*Aim of the task:* A complete answer lists every line of the entries below where the string "bool" appears.

[Stored dataset items]

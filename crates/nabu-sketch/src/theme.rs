use nabu_engine::paint::Color;

/// Color scheme for defaults and the clear color.
#[derive(Debug, Copy, Clone, Eq, PartialEq, Default)]
pub enum Theme {
    Light,
    #[default]
    Dark,
}

/// Semantic slot in a [`Theme`] palette.
#[derive(Debug, Copy, Clone, Eq, PartialEq, Hash)]
pub enum ThemeRole {
    Background,
    Foreground,
    Primary,
    Secondary,
    Accent,
    Grid,
    Axis,
    Muted,
}

impl ThemeRole {
    pub const ALL: [ThemeRole; 8] = [
        ThemeRole::Background,
        ThemeRole::Foreground,
        ThemeRole::Primary,
        ThemeRole::Secondary,
        ThemeRole::Accent,
        ThemeRole::Grid,
        ThemeRole::Axis,
        ThemeRole::Muted,
    ];
}

/// Palette lookup. Every call builds a fresh value; callers may mutate the
/// result freely without affecting later lookups.
pub fn theme_color(theme: Theme, role: ThemeRole) -> Color {
    let hex = match (theme, role) {
        (Theme::Light, ThemeRole::Background) => 0xfafafa,
        (Theme::Light, ThemeRole::Foreground) => 0x1f2328,
        (Theme::Light, ThemeRole::Primary) => 0x2f6fdf,
        (Theme::Light, ThemeRole::Secondary) => 0xd9480f,
        (Theme::Light, ThemeRole::Accent) => 0x2b8a3e,
        (Theme::Light, ThemeRole::Grid) => 0xdde1e6,
        (Theme::Light, ThemeRole::Axis) => 0x8c959f,
        (Theme::Light, ThemeRole::Muted) => 0x6e7781,

        (Theme::Dark, ThemeRole::Background) => 0x16181d,
        (Theme::Dark, ThemeRole::Foreground) => 0xe6e8eb,
        (Theme::Dark, ThemeRole::Primary) => 0x5c9dff,
        (Theme::Dark, ThemeRole::Secondary) => 0xff8a4c,
        (Theme::Dark, ThemeRole::Accent) => 0x51cf66,
        (Theme::Dark, ThemeRole::Grid) => 0x2c3038,
        (Theme::Dark, ThemeRole::Axis) => 0x5a616d,
        (Theme::Dark, ThemeRole::Muted) => 0x9198a1,
    };
    Color::from_hex(hex)
}

#[cfg(test)]
mod tests {
    use super::*;

    // ── purity ────────────────────────────────────────────────────────────

    #[test]
    fn lookups_are_independent_values() {
        let mut a = theme_color(Theme::Dark, ThemeRole::Primary);
        a = a.lerp(Color::WHITE, 0.5);
        a.r = 0.0;
        assert_ne!(a, theme_color(Theme::Dark, ThemeRole::Primary));
        assert_eq!(theme_color(Theme::Dark, ThemeRole::Primary), theme_color(Theme::Dark, ThemeRole::Primary));
    }

    // ── contrast ──────────────────────────────────────────────────────────

    #[test]
    fn foreground_contrasts_with_background() {
        for theme in [Theme::Light, Theme::Dark] {
            let bg = theme_color(theme, ThemeRole::Background).luminance();
            let fg = theme_color(theme, ThemeRole::Foreground).luminance();
            assert!((bg - fg).abs() > 0.5, "{theme:?}");
        }
    }

    #[test]
    fn every_role_is_opaque() {
        for theme in [Theme::Light, Theme::Dark] {
            for role in ThemeRole::ALL {
                assert_eq!(theme_color(theme, role).a, 1.0);
            }
        }
    }
}
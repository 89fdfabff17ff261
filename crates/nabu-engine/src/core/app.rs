use winit::event::WindowEvent;

use super::ctx::FrameCtx;

/// What the runtime should do after an app callback.
#[derive(Debug, Copy, Clone, Eq, PartialEq)]
pub enum AppControl {
    Continue,
    /// Close the window and leave the event loop.
    Exit,
}

/// Application side of the runtime: receives window events and draws frames.
pub trait App {
    /// Raw window events, delivered after the input state has been updated.
    fn on_window_event(&mut self, event: &WindowEvent) -> AppControl {
        let _ = event;
        AppControl::Continue
    }

    /// Draws one frame.
    fn on_frame(&mut self, ctx: &mut FrameCtx<'_, '_>) -> AppControl;

    /// Whether to keep drawing without new events. `false` lets the event
    /// loop sleep until input, a resize or an explicit redraw arrives.
    fn wants_redraw(&self) -> bool {
        true
    }
}
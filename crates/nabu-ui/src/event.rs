use nabu_engine::coords::Vec2;

/// Pointer events routed through the widget tree, in logical pixels.
#[derive(Debug, Clone, PartialEq)]
pub enum UiEvent {
    /// Primary button pressed and released without dragging.
    Click { pos: Vec2 },
    /// Pointer position this frame.
    Hover { pos: Vec2 },
    /// Pointer moved while the primary button is held.
    /// `start` is where the press began.
    Drag { pos: Vec2, start: Vec2 },
    /// Primary button released after a drag.
    ///
    /// Fires even when `pos` is outside the widget; use `rect.contains(start)`
    /// to check ownership of the drag.
    DragEnd { pos: Vec2, start: Vec2 },
}

/// Result returned by [`Widget::on_event`](crate::widget::Widget::on_event).
#[derive(Debug, Clone, Copy, PartialEq, Eq)]
pub enum EventResult {
    /// Event was handled; stop routing to siblings.
    Consumed,
    /// Event was not handled; keep routing.
    Ignored,
}

impl EventResult {
    #[inline]
    pub fn is_consumed(self) -> bool {
        self == EventResult::Consumed
    }

    /// `Consumed` if either side consumed.
    #[inline]
    pub fn or(self, other: EventResult) -> EventResult {
        if self.is_consumed() || other.is_consumed() {
            EventResult::Consumed
        } else {
            EventResult::Ignored
        }
    }
}
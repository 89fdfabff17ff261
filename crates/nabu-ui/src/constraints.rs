use nabu_engine::coords::{Rect, Vec2};
use nabu_engine::text::{FontId, FontSystem};

// ── Edges ─────────────────────────────────────────────────────────────────

/// Insets on all four sides.
#[derive(Debug, Clone, Copy, Default, PartialEq)]
pub struct Edges {
    pub top: f32,
    pub right: f32,
    pub bottom: f32,
    pub left: f32,
}

impl Edges {
    #[inline]
    pub fn all(v: f32) -> Self {
        Self { top: v, right: v, bottom: v, left: v }
    }

    #[inline]
    pub fn symmetric(vertical: f32, horizontal: f32) -> Self {
        Self { top: vertical, bottom: vertical, left: horizontal, right: horizontal }
    }

    /// Total inset on the horizontal axis.
    #[inline]
    pub fn h(self) -> f32 {
        self.left + self.right
    }

    /// Total inset on the vertical axis.
    #[inline]
    pub fn v(self) -> f32 {
        self.top + self.bottom
    }
}

// ── Constraints ───────────────────────────────────────────────────────────

/// Layout constraints passed from parent to child during measure.
#[derive(Debug, Clone, Copy, PartialEq)]
pub struct Constraints {
    pub min: Vec2,
    pub max: Vec2,
}

impl Constraints {
    #[inline]
    pub fn tight(size: Vec2) -> Self {
        Self { min: size, max: size }
    }

    #[inline]
    pub fn loose(max: Vec2) -> Self {
        Self { min: Vec2::zero(), max }
    }

    #[inline]
    pub fn unbounded() -> Self {
        Self::loose(Vec2::new(f32::INFINITY, f32::INFINITY))
    }

    /// Clamps a size into `[min, max]`.
    #[inline]
    #[must_use]
    pub fn constrain(self, size: Vec2) -> Vec2 {
        Vec2::new(
            size.x.max(self.min.x).min(self.max.x),
            size.y.max(self.min.y).min(self.max.y),
        )
    }

    /// Shrinks max inward by `edges`. Min becomes zero.
    #[inline]
    #[must_use]
    pub fn shrink(self, edges: Edges) -> Self {
        Self::loose(Vec2::new(
            (self.max.x - edges.h()).max(0.0),
            (self.max.y - edges.v()).max(0.0),
        ))
    }
}

// ── LayoutCtx ─────────────────────────────────────────────────────────────

/// Resources available to [`Widget::measure`](crate::widget::Widget::measure)
/// and event routing.
pub struct LayoutCtx<'a> {
    pub fonts: &'a FontSystem,
}

impl<'a> LayoutCtx<'a> {
    /// Text extent, or a one-line empty box when no font is loaded.
    pub fn measure_text(&self, text: &str, font: Option<FontId>, size: f32) -> Vec2 {
        match font {
            Some(font) if !text.is_empty() => self.fonts.measure_text(text, font, size, None),
            _ => Vec2::new(0.0, size),
        }
    }
}

// ── rect helper ───────────────────────────────────────────────────────────

/// Shrinks a rect by `edges`.
#[inline]
pub fn inset_rect(rect: Rect, edges: Edges) -> Rect {
    rect.inset(edges.left, edges.top, edges.right, edges.bottom)
}

#[cfg(test)]
mod tests {
    use super::*;

    // ── Constraints::constrain ────────────────────────────────────────────

    #[test]
    fn constrain_clamps_below_min() {
        let c = Constraints { min: Vec2::new(10.0, 10.0), max: Vec2::new(100.0, 100.0) };
        assert_eq!(c.constrain(Vec2::new(5.0, 3.0)), Vec2::new(10.0, 10.0));
    }

    #[test]
    fn constrain_clamps_above_max() {
        let c = Constraints::loose(Vec2::new(50.0, 50.0));
        assert_eq!(c.constrain(Vec2::new(200.0, 20.0)), Vec2::new(50.0, 20.0));
    }

    #[test]
    fn unbounded_keeps_any_size() {
        let v = Vec2::new(1e6, 3.0);
        assert_eq!(Constraints::unbounded().constrain(v), v);
    }

    // ── Constraints::shrink ───────────────────────────────────────────────

    #[test]
    fn shrink_reduces_max_and_clamps() {
        let s = Constraints::loose(Vec2::new(100.0, 15.0)).shrink(Edges::all(10.0));
        assert_eq!(s.max, Vec2::new(80.0, 0.0));
        assert_eq!(s.min, Vec2::zero());
    }

    // ── inset_rect / edges ────────────────────────────────────────────────

    #[test]
    fn inset_rect_asymmetric_padding() {
        let edges = Edges { top: 4.0, bottom: 8.0, left: 6.0, right: 10.0 };
        let inner = inset_rect(Rect::new(5.0, 5.0, 100.0, 60.0), edges);
        assert_eq!(inner, Rect::new(11.0, 9.0, 84.0, 48.0));
    }

    #[test]
    fn edges_h_and_v() {
        let e = Edges::symmetric(4.0, 8.0);
        assert_eq!(e.h(), 16.0);
        assert_eq!(e.v(), 8.0);
    }

    // ── LayoutCtx ─────────────────────────────────────────────────────────

    #[test]
    fn measure_without_font_is_one_line() {
        let fonts = FontSystem::new();
        let ctx = LayoutCtx { fonts: &fonts };
        assert_eq!(ctx.measure_text("hello", None, 14.0), Vec2::new(0.0, 14.0));
    }
}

*Task output:*
    fn wants_redraw(&self) -> bool {
    pub fn is_consumed(self) -> bool {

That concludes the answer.